Winter [with snow] makes for more pensive pass times… Following up to my summer 2021 book list, here’s a modest attempt to a thoughtful winter reading motivated in part by recent Twitter exchanges on economists reading (or not)… the classical authors.
This year, 2021, has been an oddly difficult one…filled with hope, promise, disappointment, and more tragic disappointment and hope again. Perhaps, these books may help one shift their thoughts, albeit temporarily, away from the hard realities outside and gain emotional strength and practical wisdom to carry on.
Carry on we must…
The books are listed alphabetically by author. Very subjectively, reflecting my current interests, mixed with the classics and books about them are the readings on New York City, the post-socialist transition economies, and modern international economics.

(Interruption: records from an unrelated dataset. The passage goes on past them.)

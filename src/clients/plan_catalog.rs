use tracing::{debug, info, instrument, warn};

use crate::actor_framework::{FrameworkError, ResourceClient};
use crate::domain::{default_plans, Plan, PlanForm, PlanId};
use crate::plan_actor::{CatalogError, PlanAction, PlanActionResult};

/// Client for the plan inventory.
///
/// All stock mutation goes through the catalog actor; `try_decrement` is a
/// single action there, so two concurrent buyers can never both take the
/// last unit.
#[derive(Clone)]
pub struct PlanCatalog {
    inner: ResourceClient<Plan>,
}

impl_basic_client!(PlanCatalog, Plan, CatalogError);

fn catalog_error(id: PlanId) -> impl FnOnce(FrameworkError) -> CatalogError {
    move |e| match e {
        FrameworkError::NotFound(_) => CatalogError::NotFound(id),
        FrameworkError::Rejected(reason) => CatalogError::InvalidInput(reason),
        other => CatalogError::ActorCommunicationError(other.to_string()),
    }
}

impl PlanCatalog {
    /// All plans in ascending id order.
    #[instrument(skip(self))]
    pub async fn list(&self) -> Result<Vec<Plan>, CatalogError> {
        debug!("Sending request");
        self.inner.list().await.map_err(|e| CatalogError::ActorCommunicationError(e.to_string()))
    }

    /// Adds a plan when `form.id` is empty, edits the existing one otherwise.
    #[instrument(skip(self, form), fields(plan_id = ?form.id))]
    pub async fn create_or_update(&self, form: PlanForm) -> Result<Plan, CatalogError> {
        match form.id {
            Some(id) => {
                let plan = self.inner.update(id, form).await.map_err(catalog_error(id))?;
                info!(price = plan.price, stock = plan.stock, "Plan updated");
                Ok(plan)
            }
            None => {
                let id = self.inner.create(form).await.map_err(|e| match e {
                    FrameworkError::Rejected(reason) => CatalogError::InvalidInput(reason),
                    other => CatalogError::ActorCommunicationError(other.to_string()),
                })?;
                info!(plan_id = id, "Plan added");
                self.get(id).await
            }
        }
    }

    /// Takes one unit of stock if any is left.
    #[instrument(skip(self))]
    pub async fn try_decrement(&self, id: PlanId) -> Result<bool, CatalogError> {
        debug!("Sending request");
        match self.inner.perform_action(id, PlanAction::TryDecrement).await.map_err(catalog_error(id))? {
            PlanActionResult::TryDecrement(taken) => {
                if !taken {
                    debug!("No stock left");
                }
                Ok(taken)
            }
            other => Err(CatalogError::ActorCommunicationError(format!("Unexpected result: {other:?}"))),
        }
    }

    #[instrument(skip(self))]
    pub async fn stock(&self, id: PlanId) -> Result<u64, CatalogError> {
        debug!("Sending request");
        match self.inner.perform_action(id, PlanAction::CheckStock).await.map_err(catalog_error(id))? {
            PlanActionResult::CheckStock(level) => Ok(level),
            other => Err(CatalogError::ActorCommunicationError(format!("Unexpected result: {other:?}"))),
        }
    }

    /// Removes the plan. Orders that reference it keep their snapshot.
    #[instrument(skip(self))]
    pub async fn delete(&self, id: PlanId) -> Result<(), CatalogError> {
        self.inner.delete(id).await.map_err(catalog_error(id))?;
        info!("Plan deleted");
        Ok(())
    }

    /// Inserts the launch catalog if there are no plans yet. Returns how many
    /// plans were added.
    #[instrument(skip(self))]
    pub async fn seed_defaults(&self) -> Result<usize, CatalogError> {
        if !self.list().await?.is_empty() {
            debug!("Catalog already populated, skipping seed");
            return Ok(0);
        }
        let defaults = default_plans();
        let count = defaults.len();
        for form in defaults {
            if let Err(e) = self.create_or_update(form).await {
                warn!(error = %e, "Failed to seed plan");
                return Err(e);
            }
        }
        info!(count, "Seeded default catalog");
        Ok(count)
    }
}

Happy New Year and Happy Readings!
- Ivan Berend. 2009. From the Soviet Bloc to the European Union. Cambridge: Cambridge University Press.
- Thomas Dyja. 2021. New York, New York, New York: Four Decades of Success, Excess, and Transformation. New York, NY: Simon & Schuster
- Henry George. 1879. Progress and Poverty: An Inquiry into the Cause of Industrial Depressions and of Increase of Want with Increase of Wealth: The Remedy. Available online: https://www.gutenberg.org/ebooks/55308 and https://www.henrygeorge.org/pcontents.htm
- Robert L. Heilbroner. 1999. The Worldly Philosophers: The Lives, Times And Ideas Of The Great Economic Thinkers. 7th ed. New York, NY: Touchstone by Simon & Schuster
- Tarron Khemraj. 2014. Money, Banking and the Foreign Exchange Market in Emerging Economies. Northampton, MA: Edward Elgar.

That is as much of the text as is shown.